I laugh . . . 'the zoom' . . . 

I don't like them very good," he says, "but it's the best we can do."

 

"I was just talking to myself", she said as she answered the phone.  

"I've got a sore stomach. If I survive this . . . 

"If I don't, I won't have to worry about it."

She laughed.  

My mom, born in '38, hasn't left her house since the news broke

That we weren't safe.

That something she couldn't see could take her precious life.

 Her memories. Her life yet to be lived. 

"This is really really bad. I never thought I would live to see something like this.

We had hard times on the farm. No refrigeration. No electricity. 

Mom and dad managed to supply us with all the food and all the meat. I don't know. This is crazy.

She wonders if we've gone too far, but she stays inside, afraid that it might somehow find her, 

Through a simple touch that before she wouldn't have cared about. 

She might be the one.  

To become a statistic in the COVID19 path. 

 

We facetimed with our grandbabies the other night . . .

Rafey just learned to call me grandma, but he's happy,

because his baby soul is free and innocent of worry. 

He won't remember the time life stood still, and we became afraid.

 

Six year old Ronan feels the weight of the world.

School is cancelled until further notice to stop the virus. 
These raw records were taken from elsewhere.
use std::{collections::HashMap, time::Duration};

use async_trait::async_trait;
use reqwest::Client;
use serde::Deserialize;
use serde_json::{json, Map, Value};
use tracing::{error, info, warn};

use crate::{error::RenderError, template::TemplateKind};

const PLACEHOLDER_KEY: &str = "your_templated_api_key_here";
const PLACEHOLDER_TEMPLATE: &str = "your_template_id_here";
pub const MOCK_POSTER_URL: &str = "https://example.com/poster-preview.jpg";

#[derive(Debug, Clone, PartialEq, Eq)]
pub struct RenderedPoster {
    pub url: String,
    /// True when no rendering account is configured and a preview URL was returned instead.
    pub mock: bool,
}

/// The external service that turns filled layers into an image.
#[async_trait]
pub trait PosterRenderer: Send + Sync {
    async fn render(&self, template: TemplateKind, layers: Map<String, Value>) -> Result<RenderedPoster, RenderError>;
}

/// Templated.io render API client.
pub struct TemplatedClient {
    client: Client,
    api_key: Option<String>,
    base_url: String,
    template_ids: HashMap<TemplateKind, String>,
    timeout: Duration,
}

#[derive(Debug, Deserialize)]
struct RenderResponse {
    #[serde(default)]
    url: Option<String>,
}

impl TemplatedClient {
    pub fn new(
        api_key: Option<String>,
        base_url: String,
        template_ids: HashMap<TemplateKind, String>,
        timeout: Duration,
    ) -> Self {
        let client = Client::builder().timeout(timeout).build().unwrap_or_else(|_| Client::new());
        Self { client, api_key, base_url, template_ids, timeout }
    }

    fn is_demo(&self, template_id: Option<&String>) -> bool {
        let key_missing = self.api_key.as_deref().map_or(true, |k| k.is_empty() || k == PLACEHOLDER_KEY);
        key_missing || template_id.map_or(false, |id| id == PLACEHOLDER_TEMPLATE)
    }
}

#[async_trait]
impl PosterRenderer for TemplatedClient {
    async fn render(&self, template: TemplateKind, layers: Map<String, Value>) -> Result<RenderedPoster, RenderError> {
        let template_id = self.template_ids.get(&template);
        if self.is_demo(template_id) {
            warn!("⚠️ Using development mode with placeholder Templated.io credentials");
            return Ok(RenderedPoster { url: MOCK_POSTER_URL.to_string(), mock: true });
        }
        let (Some(api_key), Some(template_id)) = (self.api_key.as_deref(), template_id) else {
            return Err(RenderError::NotConfigured(format!("no template id for {}", template)));
        };

        let url = format!("{}/render", self.base_url);
        info!("🎨 Rendering {} (template id {}) via {}", template, template_id, url);

        let response = self.client
            .post(&url)
            .bearer_auth(api_key)
            .json(&json!({ "template": template_id, "layers": layers }))
            .send()
            .await
            .map_err(|e| {
                if e.is_timeout() {
                    RenderError::Timeout(self.timeout.as_secs())
                } else {
                    RenderError::Http(e.to_string())
                }
            })?;

        let status = response.status();
        let body = response.text().await.map_err(|e| RenderError::Http(e.to_string()))?;
        info!("📥 Render response status: {}", status);

        if status.is_client_error() {
            error!("❌ Render request rejected: {}", body);
            return Err(RenderError::Rejected { status: status.as_u16(), reason: body });
        }
        if !status.is_success() {
            error!("❌ Render service error {}: {}", status, body);
            return Err(RenderError::Service { status: status.as_u16() });
        }

        let parsed: RenderResponse = serde_json::from_str(&body).map_err(|_| RenderError::MissingUrl)?;
        match parsed.url.filter(|u| !u.is_empty()) {
            Some(url) => {
                info!("✅ Poster rendered: {}", url);
                Ok(RenderedPoster { url, mock: false })
            }
            None => Err(RenderError::MissingUrl),
        }
    }
}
He sees his friends outside, but they could be toxic. or he could be the one. 

So he watches them from his bedroom window. 

I see the sadness on his face on my phone screen - the only way it's safe to see him. 
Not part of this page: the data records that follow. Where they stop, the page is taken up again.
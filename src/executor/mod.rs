//! Test run orchestration
//!
//! [`AssemblyRunner`] drives one assembly through discovery, filtering and
//! execution. [`RunCoordinator`] fans jobs out serially or concurrently and
//! merges their results. A shared [`CancellationGate`] is checked before
//! each phase starts.

mod cancel;
mod coordinator;
mod failure;
mod runner;
mod visitor;

#[cfg(test)]
mod testing;

pub use cancel::CancellationGate;
pub use coordinator::{CompletionMessages, RunCoordinator};
pub use failure::{cause_chain, log_failure};
pub use runner::{AssemblyOutcome, AssemblyRunner, RunnerOptions};
//! Run coordination across assemblies

use futures::future::join_all;
use std::collections::BTreeMap;
use std::sync::{Arc, Mutex, PoisonError};
use tracing::{error, info, warn};

use crate::engine::host_environment;
use crate::models::{AssemblyJob, ExecutionSummary, ExitStatus, RunResult};
use crate::output::SummaryTable;
use crate::utils::Timer;

use super::{AssemblyOutcome, AssemblyRunner};

/// Per-assembly summaries keyed by display name, shared by concurrent jobs
#[derive(Clone, Debug, Default)]
pub struct CompletionMessages {
    inner: Arc<Mutex<BTreeMap<String, ExecutionSummary>>>,
}

impl CompletionMessages {
    pub fn new() -> Self {
        Self::default()
    }

    /// Record a summary. A later entry under the same name replaces the
    /// earlier one.
    pub fn insert(&self, name: String, summary: ExecutionSummary) {
        let mut map = self.inner.lock().unwrap_or_else(PoisonError::into_inner);
        if map.insert(name.clone(), summary).is_some() {
            warn!("Duplicate assembly name '{}': earlier summary replaced", name);
        }
    }

    pub fn snapshot(&self) -> BTreeMap<String, ExecutionSummary> {
        self.inner
            .lock()
            .unwrap_or_else(PoisonError::into_inner)
            .clone()
    }
}

/// Runs a batch of jobs and merges their results
pub struct RunCoordinator {
    runner: Arc<AssemblyRunner>,
}

impl RunCoordinator {
    pub fn new(runner: AssemblyRunner) -> Self {
        Self {
            runner: Arc::new(runner),
        }
    }

    /// Run every job and return the merged result.
    ///
    /// Fragments keep job submission order regardless of completion order.
    pub async fn execute(&self, jobs: &[AssemblyJob], parallelize_assemblies: bool) -> RunResult {
        info!(
            "testrun v{} ({})",
            env!("CARGO_PKG_VERSION"),
            host_environment()
        );

        let timer = Timer::start("run");
        let messages = CompletionMessages::new();

        let outcomes = if parallelize_assemblies {
            self.run_parallel(jobs, &messages).await
        } else {
            self.run_serial(jobs, &messages).await
        };

        let mut exit_status = ExitStatus::Success;
        let mut fragments = Vec::new();
        for outcome in outcomes {
            exit_status = exit_status.merge(outcome.exit_status());
            if let Some(fragment) = outcome.into_fragment() {
                fragments.push(fragment);
            }
        }

        let per_assembly = messages.snapshot();
        if let Some(summary) = summary_report(&per_assembly) {
            println!("{}", summary);
        }
        info!("Run completed in {}ms", timer.stop().as_millis());

        RunResult {
            per_assembly,
            fragments,
            exit_status,
        }
    }

    async fn run_serial(
        &self,
        jobs: &[AssemblyJob],
        messages: &CompletionMessages,
    ) -> Vec<AssemblyOutcome> {
        let mut outcomes = Vec::with_capacity(jobs.len());
        for job in jobs {
            outcomes.push(run_and_record(&self.runner, job, messages).await);
        }
        outcomes
    }

    async fn run_parallel(
        &self,
        jobs: &[AssemblyJob],
        messages: &CompletionMessages,
    ) -> Vec<AssemblyOutcome> {
        let handles: Vec<_> = jobs
            .iter()
            .cloned()
            .map(|job| {
                let runner = self.runner.clone();
                let messages = messages.clone();
                tokio::spawn(async move { run_and_record(&runner, &job, &messages).await })
            })
            .collect();

        join_all(handles)
            .await
            .into_iter()
            .zip(jobs)
            .map(|(joined, job)| {
                joined.unwrap_or_else(|err| {
                    error!("{}: runner task aborted: {}", job.display_name(), err);
                    AssemblyOutcome::Failed { fragment: None }
                })
            })
            .collect()
    }
}

/// Console summary table, or `None` when no assembly completed
fn summary_report(per_assembly: &BTreeMap<String, ExecutionSummary>) -> Option<String> {
    if per_assembly.is_empty() {
        return None;
    }
    let mut lines = vec!["=== TEST EXECUTION SUMMARY ===".to_string()];
    lines.extend(SummaryTable::new(per_assembly).lines());
    Some(lines.join("\n"))
}

async fn run_and_record(
    runner: &AssemblyRunner,
    job: &AssemblyJob,
    messages: &CompletionMessages,
) -> AssemblyOutcome {
    let outcome = runner.run(job).await;
    if let Some(summary) = outcome.summary() {
        messages.insert(job.display_name(), summary);
    }
    outcome
}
But I can't hold them.  Dance with them.  Watch them discover.

 

We stand still, for a while longer, but we don't know for how long.

Yesterday I went to my store, even though it's closed. I danced, I cried.  

I even laughed out loud.

Until I realized the door isn’t going to open because it can't. 

Because we're non essential. We just sell shoes.  

And we could be the one . . .

 

And then I feel grateful that I am safe.

That I have the choice to be safe.

And now my job is to make others safe too

We all do  . . . to stay inside and wait for this thing to ride out

into the night.

Until some day it's a memory

That my parents will live to talk about  . . .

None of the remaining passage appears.